Implied volatility stood at 5.46% on April 20. For the first time in recent history, realized volatility was lower than implied volatility. For the remainder of the week of April 20, realized volatility continued to be slightly below implied volatility.
The converging of realized and implied volatilities demonstrates a return to normalcy for Treasury futures and options. The similarity of realized and implied volatility suggests that the price volatility of 10-Year Note futures is expected to continue to stabilize in the coming weeks.
Please refer to Exhibit 2 below for the one-month histories of realized and implied volatilities for 10-Year Treasury Note futures and options.
June 2020 contract, 24 March 2020 through 24 April 2020
To analyze and compare volatilities of CME Group products, check out the QuikVol® Tool.
Treasury market participants can also use Treasury futures and options to hedge exposure to new Treasury issuance. The following section explores how the rising budget deficit will lead to increasing Treasury issuance.

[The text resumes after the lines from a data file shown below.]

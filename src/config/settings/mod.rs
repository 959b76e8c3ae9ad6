
use anyhow::{Context, Result};
use serde::{Deserialize, Serialize};
use std::fs;
use std::path::{Path, PathBuf};
use std::time::Duration;
use thiserror::Error;
use url::Url;

use crate::chunking::ChunkingConfig;
use crate::generation::RetryPolicy;
use crate::pipeline::FailurePolicy;

#[derive(Debug, Clone, Serialize, Deserialize, PartialEq)]
pub struct Config {
    pub ollama: OllamaConfig,
    #[serde(default)]
    pub chunking: ChunkingConfig,
    #[serde(default)]
    pub retrieval: RetrievalConfig,
    #[serde(default)]
    pub generation: GenerationConfig,
    #[serde(default)]
    pub index: IndexConfig,
    #[serde(default)]
    pub batch: BatchConfig,
    #[serde(skip)]
    pub base_dir: PathBuf,
}

#[derive(Debug, Clone, Serialize, Deserialize, PartialEq, Eq)]
#[serde(default)]
pub struct OllamaConfig {
    pub protocol: String,
    pub host: String,
    pub port: u16,
    /// Model used for both index construction and query embedding
    pub embedding_model: String,
    /// Chat model used for answer generation
    pub generation_model: String,
    pub batch_size: u32,
    pub timeout_seconds: u64,
}

impl Default for OllamaConfig {
    fn default() -> Self {
        Self {
            protocol: "http".to_string(),
            host: "localhost".to_string(),
            port: 11434,
            embedding_model: "nomic-embed-text:latest".to_string(),
            generation_model: "llama3.2:latest".to_string(),
            batch_size: 16,
            timeout_seconds: 120,
        }
    }
}

#[derive(Debug, Clone, Serialize, Deserialize, PartialEq, Eq)]
#[serde(default)]
pub struct RetrievalConfig {
    /// Number of nearest chunks retrieved per question, before filtering
    pub top_k: usize,
    /// Maximum characters of chunk content written to the batch output
    pub content_preview_chars: usize,
}

impl Default for RetrievalConfig {
    fn default() -> Self {
        Self {
            top_k: 3,
            content_preview_chars: 500,
        }
    }
}

#[derive(Debug, Clone, Serialize, Deserialize, PartialEq, Eq)]
#[serde(default)]
pub struct GenerationConfig {
    /// Attempts made against a rate-limited generation service
    pub max_retries: u32,
    /// Backoff time unit; the wait before retry `n` is `2^(n-1)` units
    pub backoff_unit_ms: u64,
}

impl Default for GenerationConfig {
    fn default() -> Self {
        Self {
            max_retries: 5,
            backoff_unit_ms: 1000,
        }
    }
}

impl GenerationConfig {
    #[inline]
    pub fn retry_policy(&self) -> RetryPolicy {
        RetryPolicy::new(
            self.max_retries,
            Duration::from_millis(self.backoff_unit_ms),
        )
    }
}

#[derive(Debug, Clone, Serialize, Deserialize, PartialEq, Eq)]
#[serde(default)]
pub struct IndexConfig {
    /// Rebuild a persisted index whose chunk fingerprint no longer matches
    pub verify_fingerprint: bool,
}

impl Default for IndexConfig {
    fn default() -> Self {
        Self {
            verify_fingerprint: true,
        }
    }
}

#[derive(Debug, Clone, Default, Serialize, Deserialize, PartialEq, Eq)]
#[serde(default)]
pub struct BatchConfig {
    pub failure_policy: FailurePolicy,
    pub corpus_dir: Option<PathBuf>,
    pub queries_file: Option<PathBuf>,
    pub output_file: Option<PathBuf>,
}

#[derive(Debug, Error)]
pub enum ConfigError {
    #[error("Configuration directory not found or could not be created")]
    DirectoryError,
    #[error("Invalid URL format: {0}")]
    InvalidUrl(String),
    #[error("Invalid port: {0} (must be between 1 and 65535)")]
    InvalidPort(u16),
    #[error("Invalid batch size: {0} (must be between 1 and 1000)")]
    InvalidBatchSize(u32),
    #[error("Invalid model name: {0:?} (cannot be empty)")]
    InvalidModel(String),
    #[error("Invalid protocol: {0} (must be 'http' or 'https')")]
    InvalidProtocol(String),
    #[error("Invalid request timeout: {0} (must be between 1 and 3600 seconds)")]
    InvalidTimeout(u64),
    #[error("Invalid chunk size: {0} (must be between 1 and 10000)")]
    InvalidChunkSize(usize),
    #[error("Chunk overlap ({0}) must be smaller than chunk size ({1})")]
    OverlapTooLarge(usize, usize),
    #[error("Invalid top_k: {0} (must be between 1 and 100)")]
    InvalidTopK(usize),
    #[error("Invalid max retries: {0} (must be between 1 and 16)")]
    InvalidMaxRetries(u32),
    #[error("Invalid backoff unit: {0}ms (must be at most 60000)")]
    InvalidBackoffUnit(u64),
    #[error("IO error: {0}")]
    Io(#[from] std::io::Error),
    #[error("TOML parsing error: {0}")]
    TomlParse(#[from] toml::de::Error),
    #[error("TOML serialization error: {0}")]
    TomlSerialize(#[from] toml::ser::Error),
}

impl Default for Config {
    #[inline]
    fn default() -> Self {
        Self::with_base_dir(Self::config_dir().unwrap_or_default())
    }
}

impl Config {
    /// Default configuration rooted at `base_dir`
    #[inline]
    pub fn with_base_dir<P: AsRef<Path>>(base_dir: P) -> Self {
        Self {
            ollama: OllamaConfig::default(),
            chunking: ChunkingConfig::default(),
            retrieval: RetrievalConfig::default(),
            generation: GenerationConfig::default(),
            index: IndexConfig::default(),
            batch: BatchConfig::default(),
            base_dir: base_dir.as_ref().to_path_buf(),
        }
    }

    /// Get the default configuration directory (`~/.rolerag`)
    #[inline]
    pub fn config_dir() -> Result<PathBuf, ConfigError> {
        dirs::home_dir()
            .map(|home| home.join(".rolerag"))
            .or_else(|| dirs::data_dir().map(|data| data.join("rolerag")))
            .ok_or(ConfigError::DirectoryError)
    }

    #[inline]
    pub fn load<P: AsRef<Path>>(config_dir: P) -> Result<Self> {
        let config_path = config_dir.as_ref().join("config.toml");

        if !config_path.exists() {
            return Ok(Self::with_base_dir(config_dir));
        }

        let content = fs::read_to_string(&config_path)
            .with_context(|| format!("Failed to read config file: {}", config_path.display()))?;

        let mut config: Config = toml::from_str(&content)
            .with_context(|| format!("Failed to parse config file: {}", config_path.display()))?;
        config.base_dir = config_dir.as_ref().to_path_buf();

        config
            .validate()
            .with_context(|| "Configuration validation failed")?;

        Ok(config)
    }

    #[inline]
    pub fn save(&self) -> Result<()> {
        self.validate()
            .context("Configuration validation failed before saving")?;

        let config_dir = self.get_base_dir();

        fs::create_dir_all(config_dir).with_context(|| {
            format!(
                "Failed to create config directory: {}",
                config_dir.display()
            )
        })?;

        let config_path = self.config_file_path();
        let content = toml::to_string_pretty(self).context("Failed to serialize config to TOML")?;

        fs::write(&config_path, content)
            .with_context(|| format!("Failed to write config file: {}", config_path.display()))?;

        Ok(())
    }

    /// Get the base directory for the application
    #[inline]
    pub fn get_base_dir(&self) -> &Path {
        &self.base_dir
    }

    #[inline]
    pub fn validate(&self) -> Result<(), ConfigError> {
        self.ollama.validate()?;
        self.validate_chunking()?;
        self.validate_retrieval()?;
        self.validate_generation()?;
        Ok(())
    }

    fn validate_chunking(&self) -> Result<(), ConfigError> {
        let chunking = &self.chunking;

        if !(1..=10_000).contains(&chunking.chunk_size) {
            return Err(ConfigError::InvalidChunkSize(chunking.chunk_size));
        }

        if chunking.chunk_overlap >= chunking.chunk_size {
            return Err(ConfigError::OverlapTooLarge(
                chunking.chunk_overlap,
                chunking.chunk_size,
            ));
        }

        Ok(())
    }

    fn validate_retrieval(&self) -> Result<(), ConfigError> {
        if !(1..=100).contains(&self.retrieval.top_k) {
            return Err(ConfigError::InvalidTopK(self.retrieval.top_k));
        }
        Ok(())
    }

    fn validate_generation(&self) -> Result<(), ConfigError> {
        if !(1..=16).contains(&self.generation.max_retries) {
            return Err(ConfigError::InvalidMaxRetries(
                self.generation.max_retries,
            ));
        }

        if self.generation.backoff_unit_ms > 60_000 {
            return Err(ConfigError::InvalidBackoffUnit(
                self.generation.backoff_unit_ms,
            ));
        }

        Ok(())
    }

    #[inline]
    pub fn config_file_path(&self) -> PathBuf {
        self.get_base_dir().join("config.toml")
    }

    /// Get the path for the SQLite database
    #[inline]
    pub fn database_path(&self) -> PathBuf {
        self.get_base_dir().join("metadata.db")
    }

    /// Get the directory holding the persisted vector index
    #[inline]
    pub fn index_path(&self) -> PathBuf {
        self.get_base_dir().join("index")
    }

    #[inline]
    pub fn corpus_dir(&self) -> PathBuf {
        self.batch
            .corpus_dir
            .clone()
            .unwrap_or_else(|| self.get_base_dir().join("data"))
    }

    #[inline]
    pub fn queries_file(&self) -> PathBuf {
        self.batch
            .queries_file
            .clone()
            .unwrap_or_else(|| self.corpus_dir().join("queries.json"))
    }

    #[inline]
    pub fn output_file(&self) -> PathBuf {
        self.batch
            .output_file
            .clone()
            .unwrap_or_else(|| self.corpus_dir().join("results.json"))
    }
}

impl OllamaConfig {
    pub fn validate(&self) -> Result<(), ConfigError> {
        if self.protocol != "http" && self.protocol != "https" {
            return Err(ConfigError::InvalidProtocol(self.protocol.clone()));
        }

        self.ollama_url()?;

        if self.port == 0 {
            return Err(ConfigError::InvalidPort(self.port));
        }

        if self.embedding_model.trim().is_empty() {
            return Err(ConfigError::InvalidModel(self.embedding_model.clone()));
        }

        if self.generation_model.trim().is_empty() {
            return Err(ConfigError::InvalidModel(self.generation_model.clone()));
        }

        if self.batch_size == 0 || self.batch_size > 1000 {
            return Err(ConfigError::InvalidBatchSize(self.batch_size));
        }

        if !(1..=3600).contains(&self.timeout_seconds) {
            return Err(ConfigError::InvalidTimeout(self.timeout_seconds));
        }

        Ok(())
    }

    pub fn ollama_url(&self) -> Result<Url, ConfigError> {
        let url_str = format!("{}://{}:{}", self.protocol, self.host, self.port);
        Url::parse(&url_str).map_err(|_| ConfigError::InvalidUrl(url_str))
    }
}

In FY2019, the Congressional Budget Office (CBO) reported a budget deficit of $986B, and the US Treasury produced net Treasury issuance of $1.04T. As of 24 April 2020, the CBO is projecting a budget deficit of $3.7T for FY2020. Through the first two quarters of FY2020, net Treasury issuance will be $807B. Applying the CBO projection, Treasury net issuance is likely to increase significantly over the next two quarters, Q3 and Q4 2020, increasing the need to hedge with Treasury futures and options.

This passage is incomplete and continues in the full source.